The idea of dividing the octave into 22 steps of equal size seems to have originated with nineteenth-century music theorist RHM Bosanquet. Inspired by the division of the octave into 22 unequal parts in the music theory of India, Bosanquet noted that an equal division was capable of representing 5-limit music with tolerable accuracy. In this he was followed in the twentieth century by theorist José Würschmidt, who noted it as a possible next step after 19 equal temperament, and J. Murray Barbour in his survey of tuning history, Tuning and Temperament.
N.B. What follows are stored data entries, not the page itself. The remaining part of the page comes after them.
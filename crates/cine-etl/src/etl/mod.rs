//! The sync pipeline core
//!
//! One pipeline per entity kind, all built from the same generic stages:
//!
//! - **kind**: the [`EntityKind`] trait: per-kind SQL, index name and
//!   definition, state key prefix, row type
//! - **filmwork** / **genre** / **person**: the three entity kinds with
//!   their denormalized row types and extraction queries
//! - **extract**: change detection against the watermark plus streaming,
//!   batched row fetches
//! - **transform**: pure row-to-document reshaping
//! - **load**: index bootstrap, bulk upsert, progress recording
//! - **pipeline**: extract → transform → load per batch, then finalize
//! - **scheduler**: one task per kind per cycle, repeating on a fixed
//!   interval

pub mod extract;
pub mod filmwork;
pub mod genre;
pub mod kind;
pub mod load;
pub mod person;
pub mod pipeline;
pub mod scheduler;
pub mod transform;

pub use extract::Extractor;
pub use filmwork::Filmwork;
pub use genre::Genre;
pub use kind::EntityKind;
pub use load::Loader;
pub use person::Person;
pub use pipeline::Pipeline;
pub use scheduler::Scheduler;
pub use transform::transform;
Contemporary advocates of 22 equal temperament include music theorist Paul Erlich.

Interval size[edit]

Here are the sizes of some common intervals in this system:

interval name size (steps) size (cents) just ratio just (cents) error
perfect fifth 13 709.09 3:2 701.95 +7.14
septendecimal tritone 11 600 17:12 603.00 −3.00
septimal tritone 11 600 7:5 582.51 +17.49
11:8 wide fourth 10 545.45 11:8 551.32 −5.87
15:11 wide fourth 10 545.45 15:11 536.95 +8.50
perfect fourth 9 490.91 4:3 498.05 −7.14
septendecimal supermajor third 8 436.36 22:17 446.36 −10.00
septimal major third 8 436.36 9:7 435.08 +1.28
undecimal major third 8 436.36 14:11 417.51 +18.86
major third 7 381.82 5:4 386.31 −4.49
undecimal neutral third 6 327.27 11:9 347.41 −20.14
septendecimal supraminor third 6 327.27 17:14 336.13 −8.86
minor third 6 327.27 6:5 315.64 +11.63
septendecimal augmented second 5 272.73 20:17 281.36 −8.63
septimal minor third 5 272.73 7:6 266.88 +5.85
septimal whole tone 4 218.18 8:7 231.17 −12.99
septendecimal major second 4 218.18 17:15 216.69 +1.50
whole tone, major tone 4 218.18 9:8 203.91 +14.27
whole tone, minor tone 3 163.63 10:9 182.40 −18.77
neutral second, greater undecimal 3 163.64 11:10 165.00 −1.37
neutral second, lesser undecimal 3 163.64 12:11 150.64 +13.00
septimal diatonic semitone 2 109.09 15:14 119.44 −10.35
diatonic semitone, just 2 109.09 16:15 111.73 −2.64
17th harmonic 2 109.09 17:16 104.95 +4.13
Arabic lute index finger 2 109.09 18:17 98.95 +10.14
septimal chromatic semitone 2 109.09 21:20 84.47 +24.62
chromatic semitone, just 1 54.55 25:24 70.67 −16.13
septimal third-tone 1 54.55 28:27 62.96 −8.42
undecimal quarter tone 1 54.55 33:32 53.27 +1.27
septimal quarter tone 1 54.55 36:35 48.77 +5.78

External links[edit]

References[edit]

  • Barbour, James Murray, Tuning and temperament, a historical survey, East Lansing, Michigan State College Press, 1953 [c1951]
  • Bosanquet, R.H.M. "On the Hindoo division of the octave, with additions to the theory of higher orders" (Archived 2009-10-22), Proceedings of the Royal Society of London vol. 26 (March 1, 1877 to December 20, 1877) Taylor & Francis, London 1878, pp. 372-384. (Reproduced in Tagore, Sourindro Mohun, Hindu Music from Various Authors, Chowkhamba Sanskrit Series, Varanasi, India, 1965)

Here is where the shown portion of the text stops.